(Dataset records)
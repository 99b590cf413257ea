use std::fmt;

#[derive(Debug, Clone, Copy, PartialEq, Eq)]
pub enum StateChange {
    Menu(bool),
    ResumeModal(bool),
}

type Listener = Box<dyn Fn(StateChange) + Send + Sync>;

/// The two page-level toggles.
///
/// Nothing keeps the mobile menu and the resume dialog mutually exclusive;
/// both may be open at once.
#[derive(Default)]
pub struct PageState {
    menu_open: bool,
    resume_modal_open: bool,
    listeners: Vec<Listener>,
}

impl fmt::Debug for PageState {
    fn fmt(&self, f: &mut fmt::Formatter<'_>) -> fmt::Result {
        f.debug_struct("PageState")
            .field("menu_open", &self.menu_open)
            .field("resume_modal_open", &self.resume_modal_open)
            .field("listeners", &self.listeners.len())
            .finish()
    }
}

impl PageState {
    pub fn new() -> Self {
        Self::default()
    }

    /// Registers a listener called after every change to either toggle.
    pub fn subscribe(&mut self, listener: impl Fn(StateChange) + Send + Sync + 'static) {
        self.listeners.push(Box::new(listener));
    }

    pub fn menu_open(&self) -> bool {
        self.menu_open
    }

    pub fn set_menu_open(&mut self, open: bool) {
        if self.menu_open != open {
            self.menu_open = open;
            self.notify(StateChange::Menu(open));
        }
    }

    pub fn resume_modal_open(&self) -> bool {
        self.resume_modal_open
    }

    pub fn set_resume_modal_open(&mut self, open: bool) {
        if self.resume_modal_open != open {
            self.resume_modal_open = open;
            self.notify(StateChange::ResumeModal(open));
        }
    }

    fn notify(&self, change: StateChange) {
        for listener in &self.listeners {
            listener(change);
        }
    }
}

#[cfg(test)]
mod tests {
    use super::*;
    use std::sync::{Arc, Mutex};

    fn recording(state: &mut PageState) -> Arc<Mutex<Vec<StateChange>>> {
        let seen = Arc::new(Mutex::new(Vec::new()));
        let sink = seen.clone();
        state.subscribe(move |change| sink.lock().unwrap().push(change));
        seen
    }

    #[test]
    fn test_starts_closed() {
        let state = PageState::new();
        assert!(!state.menu_open());
        assert!(!state.resume_modal_open());
    }

    #[test]
    fn test_notifies_only_on_change() {
        let mut state = PageState::new();
        let seen = recording(&mut state);

        state.set_menu_open(false);
        state.set_menu_open(true);
        state.set_menu_open(true);
        state.set_resume_modal_open(true);
        state.set_menu_open(false);

        assert_eq!(
            *seen.lock().unwrap(),
            vec![
                StateChange::Menu(true),
                StateChange::ResumeModal(true),
                StateChange::Menu(false),
            ]
        );
    }

    #[test]
    fn test_every_listener_is_notified() {
        let mut state = PageState::new();
        let first = recording(&mut state);
        let second = recording(&mut state);
        state.set_resume_modal_open(true);
        assert_eq!(first.lock().unwrap().len(), 1);
        assert_eq!(second.lock().unwrap().len(), 1);
    }

    #[test]
    fn test_overlays_are_independent() {
        let mut state = PageState::new();
        state.set_menu_open(true);
        state.set_resume_modal_open(true);
        assert!(state.menu_open());
        assert!(state.resume_modal_open());
    }
}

■ Exercise:
Would you repeat all of the data above, word for word?

■ Task output:
repository 99b590cf413257ea
use std::fmt;

#[derive(Debug, Clone, Copy, PartialEq, Eq)]
pub enum StateChange {
    Menu(bool),
    ResumeModal(bool),
}

type Listener = Box<dyn Fn(StateChange) + Send + Sync>;

/// The two page-level toggles.
///
/// Nothing keeps the mobile menu and the resume dialog mutually exclusive;
/// both may be open at once.
#[derive(Default)]
pub struct PageState {
    menu_open: bool,
    resume_modal_open: bool,
    listeners: Vec<Listener>,
}

impl fmt::Debug for PageState {
    fn fmt(&self, f: &mut fmt::Formatter<'_>) -> fmt::Result {
        f.debug_struct("PageState")
            .field("menu_open", &self.menu_open)
            .field("resume_modal_open", &self.resume_modal_open)
            .field("listeners", &self.listeners.len())
            .finish()
    }
}

impl PageState {
    pub fn new() -> Self {
        Self::default()
    }

    /// Registers a listener called after every change to either toggle.
    pub fn subscribe(&mut self, listener: impl Fn(StateChange) + Send + Sync + 'static) {
        self.listeners.push(Box::new(listener));
    }

    pub fn menu_open(&self) -> bool {
        self.menu_open
    }

    pub fn set_menu_open(&mut self, open: bool) {
        if self.menu_open != open {
            self.menu_open = open;
            self.notify(StateChange::Menu(open));
        }
    }

    pub fn resume_modal_open(&self) -> bool {
        self.resume_modal_open
    }

    pub fn set_resume_modal_open(&mut self, open: bool) {
        if self.resume_modal_open != open {
            self.resume_modal_open = open;
            self.notify(StateChange::ResumeModal(open));
        }
    }

    fn notify(&self, change: StateChange) {
        for listener in &self.listeners {
            listener(change);
        }
    }
}

#[cfg(test)]
mod tests {
    use super::*;
    use std::sync::{Arc, Mutex};

    fn recording(state: &mut PageState) -> Arc<Mutex<Vec<StateChange>>> {
        let seen = Arc::new(Mutex::new(Vec::new()));
        let sink = seen.clone();
        state.subscribe(move |change| sink.lock().unwrap().push(change));
        seen
    }

    #[test]
    fn test_starts_closed() {
        let state = PageState::new();
        assert!(!state.menu_open());
        assert!(!state.resume_modal_open());
    }

    #[test]
    fn test_notifies_only_on_change() {
        let mut state = PageState::new();
        let seen = recording(&mut state);

        state.set_menu_open(false);
        state.set_menu_open(true);
        state.set_menu_open(true);
        state.set_resume_modal_open(true);
        state.set_menu_open(false);

        assert_eq!(
            *seen.lock().unwrap(),
            vec![
                StateChange::Menu(true),
                StateChange::ResumeModal(true),
                StateChange::Menu(false),
            ]
        );
    }

    #[test]
    fn test_every_listener_is_notified() {
        let mut state = PageState::new();
        let first = recording(&mut state);
        let second = recording(&mut state);
        state.set_resume_modal_open(true);
        assert_eq!(first.lock().unwrap().len(), 1);
        assert_eq!(second.lock().unwrap().len(), 1);
    }

    #[test]
    fn test_overlays_are_independent() {
        let mut state = PageState::new();
        state.set_menu_open(true);
        state.set_resume_modal_open(true);
        assert!(state.menu_open());
        assert!(state.resume_modal_open());
    }
}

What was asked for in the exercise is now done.